The Rhode Island Supreme Court has ruled a medical malpractice insurer has a duty to defend a nursing home against claims an employee raped a resident.

A complaint filed by the resident’s estate alleges an employee of Charlesgate Nursing Center in Providence, RI, sexually assaulted the resident in June 2009. The complaint accuses Charlesgate of negligence in failing to properly supervise, screen and train its employees, as well as failing to provide adequate security, failing to report the assault and failing to discipline employees following the incident. The resident’s estate claims the resident’s calls for help could be heard from the nurses station, but no employees went to investigate.
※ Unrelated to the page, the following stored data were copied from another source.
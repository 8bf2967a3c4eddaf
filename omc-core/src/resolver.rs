//! Ranking of location names against free text.

use std::collections::BTreeMap;

use crate::{
    entities::*,
    gateways::name_match::NameMatchGateway,
    repositories::{Error as RepoError, LocationRepo},
    util::query::{name_key, parse_name_query, NameQuery},
    MAX_CHOICES,
};

type Result<T> = std::result::Result<T, RepoError>;

#[derive(Debug, Clone, Copy, PartialEq, Eq, PartialOrd, Ord)]
enum Tier {
    Exact,
    Prefix,
    Substring,
}

fn match_tier(key: &str, query: &str) -> Option<Tier> {
    if key == query {
        Some(Tier::Exact)
    } else if key.starts_with(query) {
        Some(Tier::Prefix)
    } else if key.contains(query) {
        Some(Tier::Substring)
    } else {
        None
    }
}

/// The preferred location for each distinct name (ignoring case).
///
/// Multi-point locations win over single-point locations with the same name.
fn locations_by_name(locations: Vec<Location>) -> BTreeMap<String, Location> {
    let mut by_name = BTreeMap::<String, Location>::new();
    for location in locations {
        let key = name_key(&location.name);
        match by_name.get(&key) {
            Some(existing) if existing.is_multi_point() || !location.is_multi_point() => {}
            _ => {
                by_name.insert(key, location);
            }
        }
    }
    by_name
}

// Keys ordered by tier, alphabetically within each tier
fn direct_matches(by_name: &BTreeMap<String, Location>, query: &str) -> Vec<String> {
    let mut matches: Vec<_> = by_name
        .keys()
        .filter_map(|key| match_tier(key, query).map(|tier| (tier, key)))
        .collect();
    // BTreeMap keys are already sorted, a stable sort keeps that order
    matches.sort_by_key(|(tier, _)| *tier);
    matches.into_iter().map(|(_, key)| key.clone()).collect()
}

fn expand(location: &Location, selection: Option<PointSelection>, rank: usize) -> Vec<ResolvedCandidate> {
    let candidate = |selection| ResolvedCandidate {
        name: location.name.clone(),
        location_id: location.id.clone(),
        selection,
        is_multi_point: location.is_multi_point(),
        rank,
    };
    if !location.is_multi_point() {
        return vec![candidate(PointSelection::Entity)];
    }
    match selection {
        Some(PointSelection::Point(index)) if index < location.coordinates.len() => {
            vec![candidate(PointSelection::Point(index))]
        }
        Some(PointSelection::AllPoints) => vec![candidate(PointSelection::AllPoints)],
        _ => (0..location.coordinates.len())
            .map(PointSelection::Point)
            .chain(std::iter::once(PointSelection::AllPoints))
            .map(candidate)
            .collect(),
    }
}

/// Resolves free text into a ranked list of candidates.
///
/// If fewer names than `limit` match directly the semantic matcher is
/// consulted with the remaining names. Its failures only reduce the
/// number of results.
pub fn resolve_candidates<R>(
    repo: &R,
    matcher: Option<&dyn NameMatchGateway>,
    query: &str,
    limit: usize,
) -> Result<Vec<ResolvedCandidate>>
where
    R: LocationRepo,
{
    let limit = limit.min(MAX_CHOICES);
    let NameQuery { name, selection } = parse_name_query(query);
    let query = name_key(&name);
    let by_name = locations_by_name(repo.all_locations()?);
    let mut names = direct_matches(&by_name, &query);

    if names.len() < limit && !query.is_empty() {
        if let Some(matcher) = matcher {
            let remaining: Vec<_> = by_name
                .iter()
                .filter(|(key, _)| !names.contains(*key))
                .map(|(_, location)| location.name.clone())
                .collect();
            if !remaining.is_empty() {
                match matcher.closest_names(&name, &remaining, limit - names.len()) {
                    Ok(closest) => {
                        for closest in closest {
                            let key = name_key(&closest);
                            if by_name.contains_key(&key) && !names.contains(&key) {
                                names.push(key);
                            }
                        }
                    }
                    Err(err) => {
                        log::warn!("Semantic name matching failed, using direct matches only: {err}");
                    }
                }
            }
        }
    }

    Ok(names
        .iter()
        .filter_map(|key| by_name.get(key))
        .enumerate()
        .flat_map(|(rank, location)| expand(location, selection, rank))
        .take(limit)
        .collect())
}

/// The best direct match for the proposed name of a new location.
///
/// The semantic matcher is never consulted.
pub fn find_near_match<R>(repo: &R, name: &str) -> Result<Option<Location>>
where
    R: LocationRepo,
{
    let query = name_key(name.trim());
    if query.is_empty() {
        return Ok(None);
    }
    // Every direct tier is a substring match
    let mut by_name = locations_by_name(repo.search_locations(&query, usize::MAX)?);
    Ok(direct_matches(&by_name, &query)
        .into_iter()
        .next()
        .and_then(|key| by_name.remove(&key)))
}

/// Looks up the location addressed by a query like `"Old Mill #2"`.
///
/// Returns the requested point selection, if any.
pub fn resolve_target<R>(repo: &R, query: &str) -> Result<(Location, Option<PointSelection>)>
where
    R: LocationRepo,
{
    let NameQuery { name, selection } = parse_name_query(query);
    let mut locations = repo.find_locations_by_name(&name)?;
    if locations.is_empty() {
        return Err(RepoError::NotFound);
    }
    // Prefer the multi-point variant
    locations.sort_by_key(|location| !location.is_multi_point());
    let location = locations.remove(0);
    let selection = match selection {
        Some(PointSelection::Point(index)) if index >= location.coordinates.len() => {
            return Err(RepoError::NotFound);
        }
        Some(selection) if location.is_multi_point() => Some(selection),
        Some(_) | None => None,
    };
    Ok((location, selection))
}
The Medical Malpractice Joint Underwriting Association of Rhode Island, which issued a general liability policy to Charlesgate, claimed the alleged rape didn’t count as an “occurrence” under the policy, therefore removing MMJUA from having to defend the facility in the lawsuit.

The policy defined “occurrence” as “an accident,” or something that was neither expected nor intended. The court sided with Charlesgate’s viewpoint that the assault wasn’t expected or intended.

“It was surely not the usual course of events when an employee, whom Charlesgate hired, supervised and trained, was later alleged to have sexually assaulted one of its patients,” the court said.

The court also noted that previous cases where insurance providers tried to avoid defending in sexual assault lawsuits involved claims against individual employees, rather than the facility-wide negligence allegations facing Charlesgate.